• _To do_:
Taking the line that contains "let errors: Vec<_>" as the first and the final line of the records as the last, write out every line between them exactly, ends included, and nothing else.
---*---
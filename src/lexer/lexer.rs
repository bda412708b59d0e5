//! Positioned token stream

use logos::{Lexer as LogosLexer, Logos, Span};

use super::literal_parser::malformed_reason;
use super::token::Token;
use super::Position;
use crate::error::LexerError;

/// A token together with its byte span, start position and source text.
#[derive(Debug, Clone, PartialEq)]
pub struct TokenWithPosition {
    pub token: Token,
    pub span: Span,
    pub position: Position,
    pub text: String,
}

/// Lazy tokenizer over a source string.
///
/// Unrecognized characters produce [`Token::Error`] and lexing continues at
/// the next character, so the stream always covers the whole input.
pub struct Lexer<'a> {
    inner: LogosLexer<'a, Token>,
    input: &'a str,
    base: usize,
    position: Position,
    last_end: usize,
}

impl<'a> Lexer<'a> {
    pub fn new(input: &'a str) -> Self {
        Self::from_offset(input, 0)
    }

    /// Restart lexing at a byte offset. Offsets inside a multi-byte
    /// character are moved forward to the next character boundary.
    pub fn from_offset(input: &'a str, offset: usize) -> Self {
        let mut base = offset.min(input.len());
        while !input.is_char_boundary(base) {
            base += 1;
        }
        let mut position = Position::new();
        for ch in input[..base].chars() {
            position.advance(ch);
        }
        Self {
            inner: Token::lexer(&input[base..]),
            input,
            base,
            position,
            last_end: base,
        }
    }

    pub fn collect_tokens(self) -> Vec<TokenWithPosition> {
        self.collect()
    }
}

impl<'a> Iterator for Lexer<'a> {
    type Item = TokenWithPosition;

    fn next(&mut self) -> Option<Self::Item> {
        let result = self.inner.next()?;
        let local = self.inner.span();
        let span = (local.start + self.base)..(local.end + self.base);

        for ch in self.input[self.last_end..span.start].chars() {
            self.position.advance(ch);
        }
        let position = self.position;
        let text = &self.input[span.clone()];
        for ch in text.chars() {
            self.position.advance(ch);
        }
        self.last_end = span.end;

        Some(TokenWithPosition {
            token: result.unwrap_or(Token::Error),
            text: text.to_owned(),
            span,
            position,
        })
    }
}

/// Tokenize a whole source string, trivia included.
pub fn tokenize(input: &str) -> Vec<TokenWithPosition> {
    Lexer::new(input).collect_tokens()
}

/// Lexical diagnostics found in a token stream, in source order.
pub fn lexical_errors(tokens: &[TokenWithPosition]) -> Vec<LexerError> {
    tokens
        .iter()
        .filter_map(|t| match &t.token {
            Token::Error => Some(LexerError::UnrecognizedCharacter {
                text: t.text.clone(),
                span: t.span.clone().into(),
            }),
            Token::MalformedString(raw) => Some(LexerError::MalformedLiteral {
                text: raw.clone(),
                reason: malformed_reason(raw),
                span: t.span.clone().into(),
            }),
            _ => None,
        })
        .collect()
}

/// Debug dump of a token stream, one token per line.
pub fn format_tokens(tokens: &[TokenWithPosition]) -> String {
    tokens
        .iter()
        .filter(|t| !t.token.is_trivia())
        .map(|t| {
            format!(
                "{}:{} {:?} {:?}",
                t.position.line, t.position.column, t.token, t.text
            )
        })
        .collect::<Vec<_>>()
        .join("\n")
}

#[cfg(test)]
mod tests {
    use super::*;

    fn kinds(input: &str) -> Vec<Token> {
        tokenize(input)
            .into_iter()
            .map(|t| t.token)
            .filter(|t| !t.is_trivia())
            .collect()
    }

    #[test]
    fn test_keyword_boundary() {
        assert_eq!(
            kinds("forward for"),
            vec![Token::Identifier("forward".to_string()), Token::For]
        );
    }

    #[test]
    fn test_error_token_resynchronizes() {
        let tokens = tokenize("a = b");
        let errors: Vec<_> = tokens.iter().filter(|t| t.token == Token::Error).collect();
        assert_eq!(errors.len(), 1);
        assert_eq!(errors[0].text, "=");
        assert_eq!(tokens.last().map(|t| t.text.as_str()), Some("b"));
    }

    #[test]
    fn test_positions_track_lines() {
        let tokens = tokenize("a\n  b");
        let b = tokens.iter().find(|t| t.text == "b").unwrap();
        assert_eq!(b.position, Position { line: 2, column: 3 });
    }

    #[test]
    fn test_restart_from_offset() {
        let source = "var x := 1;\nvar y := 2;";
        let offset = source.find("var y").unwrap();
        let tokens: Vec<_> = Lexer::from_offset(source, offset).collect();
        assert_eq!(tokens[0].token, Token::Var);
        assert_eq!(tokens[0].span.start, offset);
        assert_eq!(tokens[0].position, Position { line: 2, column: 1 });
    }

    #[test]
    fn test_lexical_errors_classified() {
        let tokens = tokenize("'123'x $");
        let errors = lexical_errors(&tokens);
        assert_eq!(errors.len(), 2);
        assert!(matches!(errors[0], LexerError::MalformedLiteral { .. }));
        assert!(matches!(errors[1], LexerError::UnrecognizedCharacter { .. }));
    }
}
---*---
• _Written answer_:
        let errors: Vec<_> = tokens.iter().filter(|t| t.token == Token::Error).collect();
        assert_eq!(errors.len(), 1);
        assert_eq!(errors[0].text, "=");
        assert_eq!(tokens.last().map(|t| t.text.as_str()), Some("b"));
    }

    #[test]
    fn test_positions_track_lines() {
        let tokens = tokenize("a\n  b");
        let b = tokens.iter().find(|t| t.text == "b").unwrap();
        assert_eq!(b.position, Position { line: 2, column: 3 });
    }

    #[test]
    fn test_restart_from_offset() {
        let source = "var x := 1;\nvar y := 2;";
        let offset = source.find("var y").unwrap();
        let tokens: Vec<_> = Lexer::from_offset(source, offset).collect();
        assert_eq!(tokens[0].token, Token::Var);
        assert_eq!(tokens[0].span.start, offset);
        assert_eq!(tokens[0].position, Position { line: 2, column: 1 });
    }

    #[test]
    fn test_lexical_errors_classified() {
        let tokens = tokenize("'123'x $");
        let errors = lexical_errors(&tokens);
        assert_eq!(errors.len(), 2);
        assert!(matches!(errors[0], LexerError::MalformedLiteral { .. }));
        assert!(matches!(errors[1], LexerError::UnrecognizedCharacter { .. }));
    }
}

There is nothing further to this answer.